Immediately following completion of the merger and assuming that all Rite Aid shareholders elect to receive shares plus cash, Albertsons Companies will have approximately 392.9 million shares outstanding on a pro forma and fully diluted basis.
Following the close of the transaction and the share exchange, Albertsons Companies’ shares are expected to trade on the New York Stock Exchange.
Albertsons Companies is backed by an investment consortium led by Cerberus Capital Management, L.P., which also includes Kimco Realty Corporation (KIM), Klaff Realty LP, Lubert-Adler Partners LP, and Schottenstein Stores Corporation.
Current Rite Aid Chairman and Chief Executive Officer John Standley will become CEO of the combined company, with current Albertsons Companies Chairman and CEO Bob Miller serving as Chairman.
The combined company is expected to be comprised of leadership from both companies and will be dual headquartered in Boise, Idaho, and Camp Hill, Pennsylvania.
The name of the combined company will be determined by transaction close.
The integrated company will operate approximately 4,900 locations, 4,350 pharmacy counters, and 320 clinics across 38 states and Washington, D.C., serving 40+ million customers per week.
Most Albertsons Companies pharmacies will be rebranded as Rite Aid, and the company will continue to operate Rite Aid stand-alone pharmacies.

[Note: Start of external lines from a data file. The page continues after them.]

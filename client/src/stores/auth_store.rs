//! Session state and the login, registration and refresh actions.

use std::sync::Arc;

use async_trait::async_trait;
use tokio::sync::watch;
use tracing::{info, warn};

use super::StateCell;
use crate::api::{ApiClient, ApiError, SessionHooks, endpoints};
use crate::domain::ports::ApiRequest;
use crate::domain::{LoginCredentials, Registration, SessionState, SessionUser, Toasts};

/// Holds the authentication state and supplies the refresh callbacks used
/// by [`ApiClient`].
pub struct AuthStore {
    api: Arc<ApiClient>,
    cell: StateCell<SessionState>,
    authenticated: watch::Sender<bool>,
}

impl AuthStore {
    /// Build a signed-out store and register it as the client's session
    /// hooks.
    pub fn new(api: Arc<ApiClient>, toasts: Toasts) -> Arc<Self> {
        let (authenticated, _) = watch::channel(false);
        let store = Arc::new(Self {
            api,
            cell: StateCell::new(SessionState::default(), toasts),
            authenticated,
        });
        store.api.register_session_hooks(&store);
        store
    }

    /// Observe every session change.
    pub fn subscribe(&self) -> watch::Receiver<SessionState> {
        self.cell.subscribe()
    }

    /// Current session.
    pub fn snapshot(&self) -> SessionState {
        self.cell.snapshot()
    }

    /// Derived signed-in flag. Only changes on real transitions.
    pub fn authenticated(&self) -> watch::Receiver<bool> {
        self.authenticated.subscribe()
    }

    /// Sign in.
    ///
    /// # Errors
    ///
    /// Any [`ApiError`] from `auth/login`; the session stays signed out.
    pub async fn login(&self, credentials: &LoginCredentials) -> Result<SessionUser, ApiError> {
        let payload = credentials.to_payload();
        let user = self
            .cell
            .track(
                "Sign-in failed",
                self.api.post_json(endpoints::LOGIN, &payload),
                |state, user: &SessionUser| *state = SessionState::authenticated(user.clone()),
            )
            .await;
        self.publish_flag();
        let user = user?;
        info!(user_id = %user.id, "signed in");
        Ok(user)
    }

    /// Create an account and sign in with it.
    ///
    /// # Errors
    ///
    /// Any [`ApiError`] from `auth/register`.
    pub async fn register(&self, registration: &Registration) -> Result<SessionUser, ApiError> {
        let payload = registration.to_payload();
        let user = self
            .cell
            .track(
                "Registration failed",
                self.api.post_json(endpoints::REGISTER, &payload),
                |state, user: &SessionUser| *state = SessionState::authenticated(user.clone()),
            )
            .await;
        self.publish_flag();
        let user = user?;
        info!(user_id = %user.id, "registered");
        Ok(user)
    }

    /// Sign out. The local session is cleared even if the server call fails.
    pub async fn logout(&self) {
        if let Err(error) = self.api.execute(ApiRequest::post(endpoints::LOGOUT)).await {
            warn!(error = %error, "server-side logout failed; clearing local session");
        }
        self.clear();
        info!("signed out");
    }

    /// Rotate the access token using the refresh cookie.
    ///
    /// # Errors
    ///
    /// Any [`ApiError`] from `auth/refresh`, including
    /// [`ApiError::Unauthorized`] when the refresh cookie is gone.
    pub async fn refresh(&self) -> Result<(), ApiError> {
        self.api
            .execute(ApiRequest::post(endpoints::REFRESH))
            .await
            .map(drop)
    }

    /// Detect an existing cookie session on start-up.
    ///
    /// Returns whether a session was found.
    ///
    /// # Errors
    ///
    /// Failures other than missing or expired credentials.
    pub async fn restore(&self) -> Result<bool, ApiError> {
        match self.api.get_json::<SessionUser>(endpoints::PROFILE).await {
            Ok(user) => {
                info!(user_id = %user.id, "restored session");
                self.cell.replace(SessionState::authenticated(user));
                self.publish_flag();
                Ok(true)
            }
            Err(error) if error.requires_login() => {
                self.clear();
                Ok(false)
            }
            Err(error) => Err(error),
        }
    }

    /// End the local session without a network call.
    pub fn expire(&self) {
        if self.snapshot().is_authenticated {
            self.cell.toasts().error("Your session has expired. Please sign in again.");
        }
        self.clear();
    }

    fn clear(&self) {
        self.cell.replace(SessionState::default());
        self.publish_flag();
    }

    fn publish_flag(&self) {
        let signed_in = self.snapshot().is_authenticated;
        self.authenticated.send_if_modified(|current| {
            let changed = *current != signed_in;
            *current = signed_in;
            changed
        });
    }
}

#[async_trait]
impl SessionHooks for AuthStore {
    async fn refresh_session(&self) -> Result<(), ApiError> {
        self.refresh().await
    }

    fn session_expired(&self) {
        warn!("session expired");
        self.expire();
    }
}
//! Real-time notification channel.

mod channel;

pub use channel::{ChannelHandle, ChannelState, NotificationChannel, NotificationSink};
//! SignalR notification hub adapter.
//!
//! Implements the `PushConnector` port over a websocket speaking the
//! SignalR JSON protocol.

mod protocol;
mod ws_connector;

pub use ws_connector::{DEFAULT_PING_INTERVAL, HubConnector};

The combined company expects to deliver annual run-rate cost synergies of $375 million in approximately three years and access potential annual revenue opportunities of $3.6 billion.
Over 60 percent of the cost synergies are expected to be realized within the first two years post-close. Identified revenue opportunities primarily include partnering with payors, including Rite Aid’s PBM, EnvisionRx, through preferred networks to drive additional high-value customers, connecting Rite Aid’s reliable pharmacy customer base to Albertsons Companies through loyalty programs and targeted marketing, leveraging Albertsons Companies’ grocery capabilities and Rite Aid’s pharmacy expertise to enhance the customer offering, and driving traffic through the omni-channel experience.
Cost synergies will be achieved primarily through procurement savings, leveraging efficiencies realized by a combined supply chain, combined distribution and fulfillment channels, and leveraging manufacturing capabilities.
The board of directors will be comprised of nine directors, four of whom will be named by Albertsons Companies, four of whom will be named by Rite Aid (including John Standley), and one of whom will be a jointly selected director. A majority of the Board will be independent. Lenard Tessler will serve as Lead Director.
Kimco Realty Corp (KIM) confirms its participation as an investor in connection with today’s announced execution of a definitive agreement under which Albertsons Companies will acquire all outstanding shares of Rite Aid Corporation (RAD).
RAD closed at $2.13. It last traded at $2.68.